By Sam Vaknin
Prof. Shmuel “Sam” Vaknin (YouTube, Twitter, Instagram, Facebook, Amazon, LinkedIn, Google Scholar) is the author of Malignant Self-love: Narcissism Revisited (Amazon) and After the Rain: How the West Lost the East (Amazon) as well as many other books and ebooks about topics in psychology, relationships, philosophy, economics, international affairs, and award-winning short fiction. He was Senior Business Correspondent for United Press International (February, 2001 – April, 2003), CEO of Narcissus Publications (April, 1997 – April 2013), Editor-in-Chief of Global Politician (January, 2011 -), a columnist for PopMatters, eBookWeb, Bellaonline, and Central Europe Review, an editor for The Open Directory and Suite101 (Categories: Mental Health and Central East Europe), and a contributor to Middle East Times, a contributing writer to The American Chronicle Media Group, Columnist and Analyst for Nova Makedonija, Fokus, and Kapital, Founding Analyst of The Analyst Network, former president of the Israeli chapter of the Unification Church‘s Professors for World Peace Academy, and served in the Israeli Defense Forces (1979-1982). He has been awarded Israel’s Council of Culture and Art Prize for Maiden Prose (1997), The Rotary Club Award for Social Studies (1976), and the Bilateral Relations Studies Award of the American Embassy in Israel (1978), among other awards. He is Visiting Professor of Psychology, Southern Federal University, Rostov-on-Don, Russia (September, 2017 to present), Professor of Finance and Psychology in SIAS-CIAPS (Centre for International Advanced and Professional Studies) (April, 2012 to present), a Senior Correspondent for New York Daily Sun (January, 2015 – Present), and Columnist for Allied Newspapers Group (January, 2015 – Present). He lives in Skopje, North Macedonia with his wife, Lidija Rangelovska. Here, he writes about the future of religion as narcissism.
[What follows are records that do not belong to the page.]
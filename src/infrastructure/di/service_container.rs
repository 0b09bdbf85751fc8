//! Service container for dependency injection
//!
//! Wires up services with their dependencies.

use std::sync::Arc;

use crate::application::services::PersistenceService;
use crate::config::Settings;
use crate::infrastructure::traits::{FileSystem, RealFileSystem};

/// Container holding the application services.
pub struct ServiceContainer {
    /// Application settings
    pub settings: Arc<Settings>,

    /// Filesystem abstraction
    pub fs: Arc<dyn FileSystem>,

    pub persistence: PersistenceService,
}

impl ServiceContainer {
    /// Create a new service container with real implementations.
    pub fn new(settings: Settings) -> Self {
        Self::with_deps(settings, Arc::new(RealFileSystem))
    }

    /// Create a service container with custom dependencies (for testing).
    pub fn with_deps(settings: Settings, fs: Arc<dyn FileSystem>) -> Self {
        let settings = Arc::new(settings);
        let persistence = PersistenceService::new(Arc::clone(&fs), Arc::clone(&settings));

        Self {
            settings,
            fs,
            persistence,
        }
    }
}
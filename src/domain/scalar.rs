//! Leaf node wrapping a single value.

use std::any::Any;
use std::fmt;

use serde::de::DeserializeOwned;
use serde::Serialize;
use tracing::trace;

use crate::domain::error::{DomainError, DomainResult};
use crate::domain::node::{downcast, require_name, Document, Node, Property};

/// Values a [`Scalar`] can hold: anything serde can move in and out of a document.
pub trait ScalarValue: Serialize + DeserializeOwned + Clone + PartialEq + fmt::Debug + 'static {}

impl<T> ScalarValue for T where T: Serialize + DeserializeOwned + Clone + PartialEq + fmt::Debug + 'static {}

/// Named leaf value.
#[derive(Debug, Clone)]
pub struct Scalar<T: ScalarValue> {
    name: Option<String>,
    value: T,
}

impl<T: ScalarValue> Scalar<T> {
    pub fn new(name: impl Into<String>, value: T) -> Self {
        Self {
            name: Some(name.into()),
            value,
        }
    }

    pub fn with_default(name: impl Into<String>) -> Self
    where
        T: Default,
    {
        Self::new(name, T::default())
    }

    /// Scalar without a key. It saves as the bare value and refuses to load.
    pub fn unnamed(value: T) -> Self {
        Self { name: None, value }
    }

    pub fn value(&self) -> &T {
        &self.value
    }

    pub fn value_mut(&mut self) -> &mut T {
        &mut self.value
    }

    pub fn set(&mut self, value: T) {
        self.value = value;
    }

    pub fn into_value(self) -> T {
        self.value
    }
}

/// Equality compares values only; names are ignored.
impl<T: ScalarValue> PartialEq for Scalar<T> {
    fn eq(&self, other: &Self) -> bool {
        self.value == other.value
    }
}

impl<T: ScalarValue> Node for Scalar<T> {
    fn name(&self) -> Option<&str> {
        self.name.as_deref()
    }

    fn clone_node(&self) -> Box<dyn Node> {
        Box::new(self.clone())
    }

    fn assign(&mut self, other: &dyn Node) -> DomainResult<()> {
        self.value = downcast::<Self>(other)?.value.clone();
        Ok(())
    }

    fn load(&mut self, doc: &Document) -> DomainResult<()> {
        let name = require_name(self.name(), "scalar")?;
        trace!(name, "load scalar");
        let value = serde_json::from_value::<T>(doc.clone())
            .map_err(|e| DomainError::conversion(Some(name), e))?;
        self.value = value;
        Ok(())
    }

    fn save_contents(&self) -> DomainResult<Document> {
        serde_json::to_value(&self.value).map_err(|e| DomainError::conversion(self.name(), e))
    }

    fn as_any(&self) -> &dyn Any {
        self
    }

    fn as_any_mut(&mut self) -> &mut dyn Any {
        self
    }
}

impl<T: ScalarValue> Property for Scalar<T> {
    type Value = T;

    fn value(&self) -> &T {
        &self.value
    }

    fn value_mut(&mut self) -> &mut T {
        &mut self.value
    }
}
Pathological narcissism develops as a set of complex psychological defenses against childhood abuse and trauma in all its forms, including not only “classical” maltreatment, but also idolizing the child, smothering it, parentifying it, or instrumentalizing it.
Whenever the child is not allowed to separate from the parental figures, form boundaries, and individuate (become an individual), a disorder of some kind ensues, secondary (pathological) narcissism being among the most prevalent.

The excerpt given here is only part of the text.